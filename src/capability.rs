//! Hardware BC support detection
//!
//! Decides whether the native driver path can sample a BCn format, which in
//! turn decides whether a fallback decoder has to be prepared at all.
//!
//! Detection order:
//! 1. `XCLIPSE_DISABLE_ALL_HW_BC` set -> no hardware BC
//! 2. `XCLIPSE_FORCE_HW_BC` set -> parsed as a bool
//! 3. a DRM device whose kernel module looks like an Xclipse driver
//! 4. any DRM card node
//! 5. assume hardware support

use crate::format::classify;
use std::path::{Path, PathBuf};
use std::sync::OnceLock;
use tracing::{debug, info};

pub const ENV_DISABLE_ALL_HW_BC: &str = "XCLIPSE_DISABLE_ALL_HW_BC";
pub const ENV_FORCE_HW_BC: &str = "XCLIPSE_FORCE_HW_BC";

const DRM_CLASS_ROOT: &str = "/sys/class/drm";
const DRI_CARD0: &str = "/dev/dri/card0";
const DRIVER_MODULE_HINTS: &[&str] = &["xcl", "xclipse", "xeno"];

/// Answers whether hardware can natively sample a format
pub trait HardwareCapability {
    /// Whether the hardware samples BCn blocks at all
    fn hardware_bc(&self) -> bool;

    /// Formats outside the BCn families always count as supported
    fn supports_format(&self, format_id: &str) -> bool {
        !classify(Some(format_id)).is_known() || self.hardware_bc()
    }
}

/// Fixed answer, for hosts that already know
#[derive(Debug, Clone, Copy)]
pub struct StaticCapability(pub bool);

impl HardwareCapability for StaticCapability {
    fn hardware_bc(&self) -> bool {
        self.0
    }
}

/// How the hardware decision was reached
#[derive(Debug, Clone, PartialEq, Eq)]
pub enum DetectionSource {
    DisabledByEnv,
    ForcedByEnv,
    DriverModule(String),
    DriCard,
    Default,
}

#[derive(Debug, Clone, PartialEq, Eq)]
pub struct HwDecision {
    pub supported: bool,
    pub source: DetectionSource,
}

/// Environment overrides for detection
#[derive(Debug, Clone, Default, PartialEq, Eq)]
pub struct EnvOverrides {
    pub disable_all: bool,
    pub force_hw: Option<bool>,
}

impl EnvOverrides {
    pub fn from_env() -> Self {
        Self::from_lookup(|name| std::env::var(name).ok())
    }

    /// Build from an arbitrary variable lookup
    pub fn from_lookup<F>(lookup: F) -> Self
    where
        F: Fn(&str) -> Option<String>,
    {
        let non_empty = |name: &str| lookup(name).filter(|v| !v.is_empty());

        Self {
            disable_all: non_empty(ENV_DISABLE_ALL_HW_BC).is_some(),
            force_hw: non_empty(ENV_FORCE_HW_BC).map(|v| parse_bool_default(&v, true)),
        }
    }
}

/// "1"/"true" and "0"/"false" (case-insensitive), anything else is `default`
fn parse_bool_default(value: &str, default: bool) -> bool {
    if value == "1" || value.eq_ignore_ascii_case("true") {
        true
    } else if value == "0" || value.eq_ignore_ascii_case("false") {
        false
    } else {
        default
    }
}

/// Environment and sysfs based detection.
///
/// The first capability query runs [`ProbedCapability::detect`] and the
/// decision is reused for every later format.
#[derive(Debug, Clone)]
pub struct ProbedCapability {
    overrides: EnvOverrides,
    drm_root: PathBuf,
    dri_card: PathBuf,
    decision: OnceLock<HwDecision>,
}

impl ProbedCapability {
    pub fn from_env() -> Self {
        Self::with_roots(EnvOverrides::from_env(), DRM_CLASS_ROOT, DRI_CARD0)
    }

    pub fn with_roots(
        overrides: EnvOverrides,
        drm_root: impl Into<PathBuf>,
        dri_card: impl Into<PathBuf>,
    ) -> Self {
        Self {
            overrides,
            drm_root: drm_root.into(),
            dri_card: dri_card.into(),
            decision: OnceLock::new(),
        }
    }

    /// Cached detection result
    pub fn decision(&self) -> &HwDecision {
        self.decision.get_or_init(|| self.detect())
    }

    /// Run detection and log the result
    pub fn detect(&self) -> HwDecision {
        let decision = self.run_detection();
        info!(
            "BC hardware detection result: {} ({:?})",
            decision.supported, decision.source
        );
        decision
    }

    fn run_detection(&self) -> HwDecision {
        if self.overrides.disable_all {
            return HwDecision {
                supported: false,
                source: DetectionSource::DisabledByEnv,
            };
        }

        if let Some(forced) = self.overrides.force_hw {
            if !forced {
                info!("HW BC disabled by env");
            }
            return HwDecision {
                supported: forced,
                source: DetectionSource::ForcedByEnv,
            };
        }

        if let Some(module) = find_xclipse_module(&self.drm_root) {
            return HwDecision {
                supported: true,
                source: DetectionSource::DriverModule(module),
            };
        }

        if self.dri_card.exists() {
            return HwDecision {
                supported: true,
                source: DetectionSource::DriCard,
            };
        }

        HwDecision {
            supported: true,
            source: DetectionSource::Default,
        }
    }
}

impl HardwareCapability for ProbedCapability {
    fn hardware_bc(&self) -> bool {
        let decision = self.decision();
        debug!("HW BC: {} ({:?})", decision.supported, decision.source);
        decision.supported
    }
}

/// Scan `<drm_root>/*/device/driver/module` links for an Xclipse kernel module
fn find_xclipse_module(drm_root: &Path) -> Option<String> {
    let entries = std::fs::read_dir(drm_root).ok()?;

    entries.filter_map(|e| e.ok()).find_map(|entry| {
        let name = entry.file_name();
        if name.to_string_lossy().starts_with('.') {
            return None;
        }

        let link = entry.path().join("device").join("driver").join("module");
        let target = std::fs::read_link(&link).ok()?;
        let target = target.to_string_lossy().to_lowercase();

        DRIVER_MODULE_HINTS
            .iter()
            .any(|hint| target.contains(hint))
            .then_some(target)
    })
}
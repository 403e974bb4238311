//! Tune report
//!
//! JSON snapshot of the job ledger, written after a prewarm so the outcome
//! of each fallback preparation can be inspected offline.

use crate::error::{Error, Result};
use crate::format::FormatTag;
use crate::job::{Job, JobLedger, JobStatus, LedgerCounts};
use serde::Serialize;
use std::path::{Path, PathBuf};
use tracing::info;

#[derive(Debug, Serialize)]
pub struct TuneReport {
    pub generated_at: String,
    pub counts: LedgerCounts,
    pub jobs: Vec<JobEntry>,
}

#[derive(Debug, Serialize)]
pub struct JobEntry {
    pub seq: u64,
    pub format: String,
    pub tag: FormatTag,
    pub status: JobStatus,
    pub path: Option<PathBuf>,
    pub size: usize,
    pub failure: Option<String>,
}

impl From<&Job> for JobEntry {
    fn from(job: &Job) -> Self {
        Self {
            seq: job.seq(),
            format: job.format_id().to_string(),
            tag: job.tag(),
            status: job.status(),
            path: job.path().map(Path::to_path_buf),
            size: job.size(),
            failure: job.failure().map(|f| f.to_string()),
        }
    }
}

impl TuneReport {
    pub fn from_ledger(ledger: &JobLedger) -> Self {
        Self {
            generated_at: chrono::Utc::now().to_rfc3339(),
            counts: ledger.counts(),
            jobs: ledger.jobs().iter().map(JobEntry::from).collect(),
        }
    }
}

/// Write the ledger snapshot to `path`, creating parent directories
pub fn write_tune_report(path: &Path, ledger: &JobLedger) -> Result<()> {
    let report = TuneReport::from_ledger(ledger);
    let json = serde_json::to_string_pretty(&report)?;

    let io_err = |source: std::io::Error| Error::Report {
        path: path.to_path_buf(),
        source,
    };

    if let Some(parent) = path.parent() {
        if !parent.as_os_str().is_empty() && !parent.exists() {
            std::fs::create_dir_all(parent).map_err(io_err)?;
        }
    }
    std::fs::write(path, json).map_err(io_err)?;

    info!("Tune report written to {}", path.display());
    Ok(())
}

• [Work instruction]:
Where a line of the records contains the word "ForcedByEnv", copy that line.

• [Response to the exercise]:
    ForcedByEnv,
                source: DetectionSource::ForcedByEnv,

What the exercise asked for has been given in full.